Republicans first passed voter ID in 2013, which required voters to provide proof of photo identification before they can cast a ballot. Prior to the 2016 presidential election, a federal court struck down the ID law, stating that it was a violation of the Voting Rights Act of 1965. In November 2018, the General Assembly placed the issue of voter ID on the ballot as an amendment to the state’s constitution. Voters approved the amendment by a margin of 55.5%-44.5%.
But in September 2021, a three-judge panel found that the amendment was unconstitutional, stating that it was discriminatory towards Black voters. In December 2022, the state Supreme Court, then under Democratic control, affirmed in a 4-3 opinion that the ID law was unconstitutional because it violated the North Carolina Constitution.
“The provisions enacted … were formulated with an impermissible intent to discriminate against African American voters in violation of the North Carolina Constitution,” Justice Anita Earls wrote in her opinion.
As with Leandro, once Republicans took control of the Court, they agreed to rehear the case following a petition from Republican lawyers. The court reheard the case in March 2023 and ultimately issued an opinion authored by Justice Berger Jr., in which the Court reversed its decision from just four months prior and argued that the voter ID bill did not violate the state constitution as had previously been decided.
The Republican-controlled court also agreed to rehear another case that challenged the validity of the congressional and state legislative maps drawn by the General Assembly following the 2020 US Census.
The Democratic-controlled state Supreme Court ruled on the case in early 2022, throwing out the maps. As a result of the redrawn maps ordered by the court, Democrats and Republicans split the state’s 14 Congressional seats evenly at 7-7, though Republicans maintained a supermajority in the state senate, as well as an overall majority in the House.
After Republicans took control of the court after the 2022 elections, they issued a new ruling in the case in April 2023, with Chief Justice Newby authoring the majority opinion. The justices reversed the original decision in the case, finding that the Court had no authority to address issues like partisan gerrymandering, and that the power to draw legislative districts rested with the legislature.
Abortion Rights
While the state Supreme Court has not issued a major ruling on abortion rights following the overturning of Roe v. Wade in June 2022, state courts across the country are now issuing decisions that impact reproductive rights.

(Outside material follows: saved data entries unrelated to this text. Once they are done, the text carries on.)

//! Built-in geometry: lit cube, inward-facing skybox cube, window quad and
//! the full-screen quad used by post-processing.
//!
//! All front faces wind counter-clockwise when viewed from the side the
//! normal points to.

use glam::{Vec2, Vec3};

use super::mesh::{MeshData, Vertex};

/// (outward normal, tangent) for each cube face. The bitangent is
/// `normal × tangent`, which keeps `tangent × bitangent == normal`.
const CUBE_FACES: [(Vec3, Vec3); 6] = [
    (Vec3::X, Vec3::NEG_Z),
    (Vec3::NEG_X, Vec3::Z),
    (Vec3::Y, Vec3::X),
    (Vec3::NEG_Y, Vec3::X),
    (Vec3::Z, Vec3::X),
    (Vec3::NEG_Z, Vec3::NEG_X),
];

const QUAD_UVS: [Vec2; 4] = [
    Vec2::new(0.0, 0.0),
    Vec2::new(1.0, 0.0),
    Vec2::new(1.0, 1.0),
    Vec2::new(0.0, 1.0),
];

fn build_cube(size: f32, inward: bool) -> MeshData {
    let half = size * 0.5;
    let mut vertices = Vec::with_capacity(24);
    let mut indices = Vec::with_capacity(36);

    for (normal, tangent) in CUBE_FACES {
        let bitangent = normal.cross(tangent);
        let base = vertices.len() as u32;
        let corners = [
            normal - tangent - bitangent,
            normal + tangent - bitangent,
            normal + tangent + bitangent,
            normal - tangent + bitangent,
        ];
        let shading_normal = if inward { -normal } else { normal };
        for (corner, uv) in corners.into_iter().zip(QUAD_UVS) {
            vertices.push(Vertex::new(corner * half, shading_normal, uv));
        }
        if inward {
            indices.extend_from_slice(&[base, base + 2, base + 1, base, base + 3, base + 2]);
        } else {
            indices.extend_from_slice(&[base, base + 1, base + 2, base, base + 2, base + 3]);
        }
    }

    MeshData::new(vertices, indices)
}

/// Axis-aligned cube centered at the origin, 24 vertices with per-face normals.
#[must_use]
pub fn cube(size: f32) -> MeshData {
    build_cube(size, false)
}

/// Unit-extent cube (±1) whose faces are visible from the inside.
#[must_use]
pub fn skybox_cube() -> MeshData {
    build_cube(2.0, true)
}

/// Quad in the XY plane facing +Z, centered at the origin.
#[must_use]
pub fn quad(width: f32, height: f32) -> MeshData {
    let hw = width * 0.5;
    let hh = height * 0.5;
    let positions = [
        Vec3::new(-hw, -hh, 0.0),
        Vec3::new(hw, -hh, 0.0),
        Vec3::new(hw, hh, 0.0),
        Vec3::new(-hw, hh, 0.0),
    ];
    let vertices = positions
        .into_iter()
        .zip(QUAD_UVS)
        .map(|(p, uv)| Vertex::new(p, Vec3::Z, uv))
        .collect();
    MeshData::new(vertices, vec![0, 1, 2, 0, 2, 3])
}

/// Full-screen quad in normalized device coordinates.
#[must_use]
pub fn screen_quad() -> MeshData {
    quad(2.0, 2.0)
}

#[cfg(test)]
mod tests {
    use super::*;

    fn face_normal(mesh: &MeshData, tri: usize) -> Vec3 {
        let [a, b, c] = mesh.triangles().nth(tri).unwrap();
        (b.position() - a.position())
            .cross(c.position() - a.position())
            .normalize()
    }

    #[test]
    fn cube_winds_outward() {
        let mesh = cube(1.0);
        assert_eq!(mesh.vertices.len(), 24);
        assert_eq!(mesh.triangle_count(), 12);
        for tri in 0..12 {
            let [a, ..] = mesh.triangles().nth(tri).unwrap();
            let geometric = face_normal(&mesh, tri);
            assert!((geometric - a.normal()).length() < 1e-5);
            // Outward: geometric normal points away from the center.
            assert!(geometric.dot(a.position()) > 0.0);
        }
    }

    #[test]
    fn skybox_cube_winds_inward() {
        let mesh = skybox_cube();
        for tri in 0..12 {
            let [a, ..] = mesh.triangles().nth(tri).unwrap();
            assert!(face_normal(&mesh, tri).dot(a.position()) < 0.0);
        }
        assert!((mesh.bounding_radius() - 3f32.sqrt()).abs() < 1e-5);
    }

    #[test]
    fn quad_faces_positive_z() {
        let mesh = quad(1.0, 1.0);
        assert!((face_normal(&mesh, 0) - Vec3::Z).length() < 1e-6);
        assert!((face_normal(&mesh, 1) - Vec3::Z).length() < 1e-6);
    }

    #[test]
    fn byte_views_match_layout() {
        let mesh = screen_quad();
        assert_eq!(mesh.vertex_bytes().len(), 4 * std::mem::size_of::<Vertex>());
        assert_eq!(std::mem::size_of::<Vertex>(), 32);
        assert_eq!(mesh.index_bytes().len(), 6 * 4);
    }
}
//! Scene Data
//!
//! The per-frame inputs the renderer reads: camera, lights and categorized
//! instances. Collaborators (input handling, animation) mutate the store
//! between frames.

pub mod camera;
pub mod instance;
pub mod light;
pub mod store;

pub use camera::Camera;
pub use instance::{AlphaMode, Instance, InstanceCategory, Material};
pub use light::{Attenuation, Light, LightColors, LightKind};
pub use store::{InstanceId, SceneStore};
//! Offscreen Render Target
//!
//! The scene passes draw into an offscreen color + depth/stencil target that
//! the post-process pass then samples. The target always matches the viewport:
//! a size change tears it down and allocates a new one.
//!
//! A target that fails its completeness check is fatal. Nothing is rendered
//! into a target that has not been validated.

use crate::assets::{TargetHandle, TextureHandle};
use crate::errors::{HaloError, Result};
use crate::renderer::device::{OffscreenAttachments, RenderDevice, TargetStatus};

/// Framebuffer dimensions in pixels.
#[derive(Debug, Clone, Copy, PartialEq, Eq, Hash)]
pub struct Viewport {
    pub width: u32,
    pub height: u32,
}

impl Viewport {
    #[must_use]
    pub const fn new(width: u32, height: u32) -> Self {
        Self { width, height }
    }

    #[must_use]
    pub fn is_empty(&self) -> bool {
        self.width == 0 || self.height == 0
    }

    #[must_use]
    pub fn aspect(&self) -> f32 {
        if self.height == 0 {
            1.0
        } else {
            self.width as f32 / self.height as f32
        }
    }

    pub(crate) fn validate(self) -> Result<Self> {
        if self.is_empty() {
            return Err(HaloError::InvalidViewport {
                width: self.width,
                height: self.height,
            });
        }
        Ok(self)
    }
}

#[derive(Debug)]
pub struct OffscreenTarget {
    attachments: OffscreenAttachments,
}

impl OffscreenTarget {
    /// Allocates a target the size of `viewport` and validates it.
    pub fn create<D: RenderDevice + ?Sized>(device: &mut D, viewport: Viewport) -> Result<Self> {
        let viewport = viewport.validate()?;
        let attachments = device.create_offscreen_target(viewport.width, viewport.height);

        if let TargetStatus::Incomplete(reason) = device.target_status(attachments.target) {
            log::error!(
                "Offscreen target {}x{} is incomplete: {reason}",
                viewport.width,
                viewport.height
            );
            device.destroy_offscreen_target(attachments.target);
            return Err(HaloError::IncompleteTarget {
                width: viewport.width,
                height: viewport.height,
                reason,
            });
        }

        log::debug!(
            "Created offscreen target {}x{}",
            viewport.width,
            viewport.height
        );
        Ok(Self { attachments })
    }

    #[must_use]
    pub fn matches(&self, viewport: Viewport) -> bool {
        self.size() == viewport
    }

    /// Recreates the target if `viewport` differs from its size.
    ///
    /// Returns whether a new target was allocated. On failure the old target
    /// has already been released.
    pub fn ensure_size<D: RenderDevice + ?Sized>(
        &mut self,
        device: &mut D,
        viewport: Viewport,
    ) -> Result<bool> {
        if self.matches(viewport) {
            return Ok(false);
        }
        let viewport = viewport.validate()?;
        device.destroy_offscreen_target(self.attachments.target);
        *self = Self::create(device, viewport)?;
        Ok(true)
    }

    pub fn release<D: RenderDevice + ?Sized>(self, device: &mut D) {
        device.destroy_offscreen_target(self.attachments.target);
    }

    #[must_use]
    pub fn handle(&self) -> TargetHandle {
        self.attachments.target
    }

    #[must_use]
    pub fn color_texture(&self) -> TextureHandle {
        self.attachments.color
    }

    #[must_use]
    pub fn size(&self) -> Viewport {
        Viewport::new(self.attachments.width, self.attachments.height)
    }
}
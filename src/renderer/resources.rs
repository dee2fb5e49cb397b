//! Device resources the passes share: one program per shading model,
//! the built-in meshes and the fallback textures.

use crate::assets::{MeshHandle, ProgramHandle, TextureHandle};

/// One program per pass family.
///
/// | Program      | Uniforms                                                          |
/// |--------------|-------------------------------------------------------------------|
/// | `lit`        | transforms, `viewPos`, `material.*`, `dirLight.*`, `pointLights[i].*`, `pointLightCount` |
/// | `flat_color` | transforms, `lightColor`                                          |
/// | `alpha`      | transforms, `texture1`, `alphaCutoff`                             |
/// | `reflection` | transforms, `cameraPos`, `skybox`                                 |
/// | `skybox`     | `view` (rotation only), `projection`, `skybox`                    |
/// | `screen`     | `screenTexture`, `effect`                                         |
#[derive(Debug, Clone, Copy, PartialEq, Eq)]
pub struct ProgramSet {
    pub lit: ProgramHandle,
    pub flat_color: ProgramHandle,
    pub alpha: ProgramHandle,
    pub reflection: ProgramHandle,
    pub skybox: ProgramHandle,
    pub screen: ProgramHandle,
}

#[derive(Debug, Clone, Copy, PartialEq, Eq)]
pub struct BuiltinMeshes {
    /// Inward-facing ±1 cube.
    pub skybox_cube: MeshHandle,
    /// NDC quad covering the viewport.
    pub screen_quad: MeshHandle,
    /// Drawn at each point light when markers are enabled.
    pub light_marker: MeshHandle,
}

#[derive(Debug, Clone, Copy, PartialEq, Eq)]
pub struct PipelineResources {
    pub programs: ProgramSet,
    pub meshes: BuiltinMeshes,
    /// Bound in place of an absent diffuse texture.
    pub fallback_texture: TextureHandle,
    /// 1×1 black; bound for an absent specular map.
    pub blank_texture: TextureHandle,
    /// Bound when the scene has no environment cubemap.
    pub fallback_cubemap: TextureHandle,
}
// ============================================================================
// Stencil Outline
// ============================================================================

#[test]
fn outline_fringe_is_highlighted_and_interior_is_not() {
    let (mut device, mut renderer) = setup(128, 128, RendererSettings::default());
    let mut scene = SceneStore::new(Camera::default());
    let material = white_texture(&mut device);
    let quad = device.upload_mesh(primitives::quad(2.0, 2.0));
    scene.add_light(ambient_white());
    scene.add_instance(Instance::new(quad, InstanceCategory::Outlined).with_material(material));

    let viewport = Viewport::new(128, 128);
    let stats = renderer.render_frame(&mut device, &scene, viewport, 0.0).unwrap();
    assert_eq!(stats.draws_in(PassId::OutlineWriteStencil), 1);
    assert_eq!(stats.draws_in(PassId::OutlineSilhouette), 1);

    let color_texture = renderer.target().color_texture();
    let frame = FrameContext::new(0, &scene.camera, viewport, color_texture, 0.0);
    let (fx, fy) = frame.project_to_pixel(Vec3::new(1.05, 0.0, 0.0)).unwrap();
    let (cx, cy) = frame.project_to_pixel(Vec3::ZERO).unwrap();
    let (fx, fy, cx, cy) = (fx as u32, fy as u32, cx as u32, cy as u32);

    let offscreen = RenderTarget::Offscreen(renderer.target().handle());
    let yellow = Vec4::new(1.0, 1.0, 0.0, 1.0);

    assert!(approx(device.color_at(offscreen, fx, fy).unwrap(), yellow));
    assert_eq!(device.stencil_at(offscreen, fx, fy), Some(0));

    let interior = device.color_at(offscreen, cx, cy).unwrap();
    assert!(approx(interior, Vec4::ONE), "interior was {interior}");
    assert_eq!(device.stencil_at(offscreen, cx, cy), Some(1));

    // Far corner: untouched clear color.
    assert!(approx(device.color_at(offscreen, 0, 0).unwrap(), Vec4::new(0.0, 0.0, 0.0, 1.0)));
    assert_eq!(device.stencil_at(offscreen, 0, 0), Some(0));

    // Passthrough composite keeps the fringe.
    assert!(approx(device.color_at(RenderTarget::Default, fx, fy).unwrap(), yellow));
}

#[test]
fn outline_scale_and_color_follow_settings() {
    let mut settings = RendererSettings::default();
    settings.outline.color = [0.0, 1.0, 0.0];
    settings.outline.scale = 1.3;
    let (mut device, mut renderer) = setup(128, 128, settings);
    let mut scene = SceneStore::new(Camera::default());
    let quad = device.upload_mesh(primitives::quad(2.0, 2.0));
    scene.add_instance(Instance::new(quad, InstanceCategory::Outlined));

    let viewport = Viewport::new(128, 128);
    renderer.render_frame(&mut device, &scene, viewport, 0.0).unwrap();

    let color_texture = renderer.target().color_texture();
    let frame = FrameContext::new(0, &scene.camera, viewport, color_texture, 0.0);
    // Outside the default 1.1 fringe but inside 1.3.
    let (x, y) = frame.project_to_pixel(Vec3::new(1.2, 0.0, 0.0)).unwrap();
    let offscreen = RenderTarget::Offscreen(renderer.target().handle());
    let color = device.color_at(offscreen, x as u32, y as u32).unwrap();
    assert!(approx(color, Vec4::new(0.0, 1.0, 0.0, 1.0)), "fringe was {color}");
}

#[test]
fn stencil_is_cleared_every_frame() {
    let (mut device, mut renderer) = setup(64, 64, RendererSettings::default());
    let mut scene = SceneStore::new(Camera::default());
    let quad = device.upload_mesh(primitives::quad(2.0, 2.0));
    let id = scene.add_instance(Instance::new(quad, InstanceCategory::Outlined));

    let viewport = Viewport::new(64, 64);
    renderer.render_frame(&mut device, &scene, viewport, 0.0).unwrap();
    let offscreen = RenderTarget::Offscreen(renderer.target().handle());
    assert_eq!(device.stencil_at(offscreen, 32, 32), Some(1));

    // The stencil write mask of the last pass must not leak into the clear.
    scene.remove_instance(id);
    renderer.render_frame(&mut device, &scene, viewport, 0.0).unwrap();
    assert_eq!(device.stencil_at(offscreen, 32, 32), Some(0));
}

// ============================================================================
// Skybox & Transparency
// ============================================================================

#[test]
fn skybox_fills_background_and_restores_depth_compare() {
    let (mut device, mut renderer) = setup(32, 32, RendererSettings::default());
    let blue = ImageData::solid(1, 1, [0, 0, 255, 255]);
    let mut scene = SceneStore::new(Camera::default());
    scene.environment = Some(device.upload_cubemap(&std::array::from_fn(|_| blue.clone())));

    let stats = renderer
        .render_frame(&mut device, &scene, Viewport::new(32, 32), 0.0)
        .unwrap();
    assert_eq!(stats.draws_in(PassId::Skybox), 1);

    let offscreen = RenderTarget::Offscreen(renderer.target().handle());
    assert!(approx(device.color_at(offscreen, 16, 16).unwrap(), Vec4::new(0.0, 0.0, 1.0, 1.0)));
    assert_eq!(device.pipeline_state().depth.compare, CompareFunction::Less);
}

#[test]
fn skybox_skipped_without_environment() {
    let (mut device, mut renderer) = setup(32, 32, RendererSettings::default());
    let scene = SceneStore::new(Camera::default());

    let stats = renderer
        .render_frame(&mut device, &scene, Viewport::new(32, 32), 0.0)
        .unwrap();
    assert_eq!(stats.draws_in(PassId::Skybox), 0);
}

#[test]
fn transparent_pass_costs_nothing_when_empty() {
    let (mut device, mut renderer) = setup(32, 32, RendererSettings::default());
    let mut scene = SceneStore::new(Camera::default());
    let cube = device.upload_mesh(primitives::cube(1.0));
    scene.add_instance(Instance::new(cube, InstanceCategory::Opaque).at(Vec3::new(0.0, 0.0, -2.0)));

    device.reset_stats();
    let stats = renderer
        .render_frame(&mut device, &scene, Viewport::new(32, 32), 0.0)
        .unwrap();
    assert_eq!(stats.draws_in(PassId::Transparent), 0);
    // Only the baseline push at the start of the frame.
    assert_eq!(device.stats().cull_state_changes, 1);

    let quad = device.upload_mesh(primitives::quad(1.0, 1.0));
    scene.add_instance(Instance::new(quad, InstanceCategory::Translucent));

    device.reset_stats();
    let stats = renderer
        .render_frame(&mut device, &scene, Viewport::new(32, 32), 0.0)
        .unwrap();
    assert_eq!(stats.draws_in(PassId::Transparent), 1);
    // Culling off for the pass and back on afterwards.
    assert_eq!(device.stats().cull_state_changes, 3);
    assert!(device.pipeline_state().cull.enabled);
}

#[test]
fn translucent_instances_draw_far_to_near() {
    let (mut device, mut renderer) = setup(32, 32, RendererSettings::default());
    let mut scene = SceneStore::new(Camera::default());
    let quad = device.upload_mesh(primitives::quad(1.0, 1.0));

    let near = scene.add_instance(
        Instance::new(quad, InstanceCategory::Translucent).at(Vec3::new(0.0, 0.0, -1.0)),
    );
    let far = scene.add_instance(
        Instance::new(quad, InstanceCategory::Translucent).at(Vec3::new(0.0, 0.0, -5.0)),
    );
    let middle = scene.add_instance(
        Instance::new(quad, InstanceCategory::Translucent).at(Vec3::new(0.0, 0.0, -3.0)),
    );

    let stats = renderer
        .render_frame(&mut device, &scene, Viewport::new(32, 32), 0.0)
        .unwrap();
    assert_eq!(stats.draws_in(PassId::Transparent), 3);

    let order: Vec<_> = renderer.frame().transparent_pass().sorted().instances().collect();
    assert_eq!(order, vec![far, middle, near]);

    // Moving the camera behind the quads reverses the order.
    scene.camera.position = Vec3::new(0.0, 0.0, -10.0);
    renderer
        .render_frame(&mut device, &scene, Viewport::new(32, 32), 0.0)
        .unwrap();
    let order: Vec<_> = renderer.frame().transparent_pass().sorted().instances().collect();
    assert_eq!(order, vec![near, middle, far]);
}

#[test]
fn reflective_instances_use_fallback_environment() {
    let (mut device, mut renderer) = setup(32, 32, RendererSettings::default());
    let mut scene = SceneStore::new(Camera::default());
    let cube = device.upload_mesh(primitives::cube(1.0));
    scene.add_instance(Instance::new(cube, InstanceCategory::Reflective));

    let stats = renderer
        .render_frame(&mut device, &scene, Viewport::new(32, 32), 0.0)
        .unwrap();
    assert_eq!(stats.draws_in(PassId::Reflection), 1);
}

// ============================================================================
// State Controller
// ============================================================================

#[test]
fn controller_skips_redundant_device_calls() {
    let mut device = SoftwareDevice::new(8, 8);
    let mut gpu = GpuStateController::new();

    assert_eq!(gpu.restore_defaults(&mut device).count(), 4);
    let before = device.stats().state_changes();

    assert!(gpu.enter(PassId::Opaque, &mut device).stencil);
    assert!(gpu.enter(PassId::Opaque, &mut device).is_empty());
    assert_eq!(device.stats().state_changes(), before + 1);

    let saved = gpu.snapshot();
    let changes = gpu.enter(PassId::Skybox, &mut device);
    assert!(changes.depth && !changes.cull && !changes.blend);
    gpu.restore(&saved, &mut device);
    assert_eq!(device.pipeline_state(), &PassId::Opaque.state());
}
impl RenderDevice for SoftwareDevice {
    fn create_offscreen_target(&mut self, width: u32, height: u32) -> OffscreenAttachments {
        let status = if width == 0 || height == 0 {
            TargetStatus::Incomplete("zero-sized attachment".into())
        } else if width > self.max_target_size || height > self.max_target_size {
            TargetStatus::Incomplete(format!(
                "attachment exceeds the maximum size of {}",
                self.max_target_size
            ))
        } else {
            TargetStatus::Complete
        };
        let framebuffer = if status.is_complete() {
            Framebuffer::new(width, height)
        } else {
            Framebuffer::default()
        };

        let textures = &mut self.textures;
        let target = self.targets.insert_with_key(|key| SoftTarget {
            framebuffer,
            color: textures.insert(SoftTexture::Attachment(key)),
            status,
        });

        OffscreenAttachments {
            target,
            color: self.targets[target].color,
            width,
            height,
        }
    }

    fn target_status(&self, target: TargetHandle) -> TargetStatus {
        self.targets.get(target).map_or_else(
            || TargetStatus::Incomplete("unknown target".into()),
            |t| t.status.clone(),
        )
    }

    fn destroy_offscreen_target(&mut self, target: TargetHandle) {
        if let Some(t) = self.targets.remove(target) {
            self.textures.remove(t.color);
        }
        if self.bound_target == RenderTarget::Offscreen(target) {
            self.bound_target = RenderTarget::Default;
        }
    }

    fn configure_surface(&mut self, width: u32, height: u32) {
        if self.surface.width() != width || self.surface.height() != height {
            self.surface = Framebuffer::new(width, height);
        }
    }

    fn bind_target(&mut self, target: RenderTarget) {
        if let RenderTarget::Offscreen(handle) = target {
            if !self.targets.contains_key(handle) {
                self.report_once(format!("Binding unknown target {handle:?}"));
            }
        }
        self.bound_target = target;
        self.stats.target_binds += 1;
    }

    fn clear(&mut self, flags: ClearFlags, color: Vec4) {
        let depth_write = self.state.depth.write_enabled;
        let stencil_mask = self.state.stencil.write_mask;
        if let Some(fb) = self.bound_framebuffer_mut() {
            fb.clear(flags, color, depth_write, stencil_mask);
        }
        self.stats.clears += 1;
    }

    fn bind_texture(&mut self, unit: u32, texture: TextureHandle) {
        let Some(slot) = self.texture_units.get_mut(unit as usize) else {
            self.report_once(format!("Texture unit {unit} out of range"));
            return;
        };
        *slot = Some(texture);
        if !self.textures.contains_key(texture) {
            self.report_once(format!("Unknown texture {texture:?} bound to unit {unit}"));
        }
        self.stats.texture_binds += 1;
    }

    fn draw_mesh(&mut self, mesh: MeshHandle) {
        self.stats.draw_calls += 1;

        let Some(program_handle) = self.bound_program else {
            self.report_once("Draw without a program".into());
            return;
        };
        if !self.meshes.contains_key(mesh) || !self.programs.contains_key(program_handle) {
            self.report_once(format!(
                "Draw with unknown mesh {mesh:?} or program {program_handle:?}"
            ));
            return;
        }

        // 绘制期间把目标帧缓冲取出，采样其他目标时无需可变借用
        let mut fb = match self.bound_framebuffer_mut() {
            Some(fb) => std::mem::take(fb),
            None => return,
        };

        let raster_stats = {
            let program = &self.programs[program_handle];
            let lookup = TextureLookup {
                textures: &self.textures,
                targets: &self.targets,
                units: &self.texture_units,
            };
            let vertex = VertexTransform::new(program);
            let fragment = FragmentShader::resolve(program, &lookup);
            raster::draw_mesh(&mut fb, &self.meshes[mesh], &vertex, &fragment, &self.state)
        };

        if let Some(slot) = self.bound_framebuffer_mut() {
            *slot = fb;
        }
        self.stats.triangles += raster_stats.triangles;
        self.stats.fragments += raster_stats.fragments;
    }

    fn present(&mut self) {
        self.presented = Some(self.surface.color().clone());
        self.stats.presents += 1;
    }
}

An Alabama Supreme Court ruling in February determined that embryos used for in vitro fertilization (IVF) were legally children, leading IVF providers in the state to temporarily halt services. In Florida, the state Supreme Court upheld a six-week abortion ban passed by the legislature and signed by Governor Ron DeSantis. Arizona’s Supreme Court, meanwhile, resurrected an 1864 law that effectively banned abortions in almost all cases except to save the life of the mother. (The legislature and Governor Katie Hobbs have since passed legislation repealing the 1864 ban).
Collectively, these court rulings highlight that the future for the fight for reproductive rights in the United States will take place at the state level.
“State supreme courts are going to be the last word on whether women have the right to access reproductive healthcare, and not just abortion but miscarriage treatment and IVF,” Riggs told Cardinal & Pine in April.
As it stands, with its current make-up, it is likely the North Carolina Supreme Court would issue conservative rulings on the topic of reproductive rights.
But if Riggs defeats Republican Appellate Court Judge Jefferson Griffin in November, and if Democrats can hold Justice Anita Earls’ seat in 2026, they have an opportunity to retake the majority in 2028 and reverse the rightward drift of the court.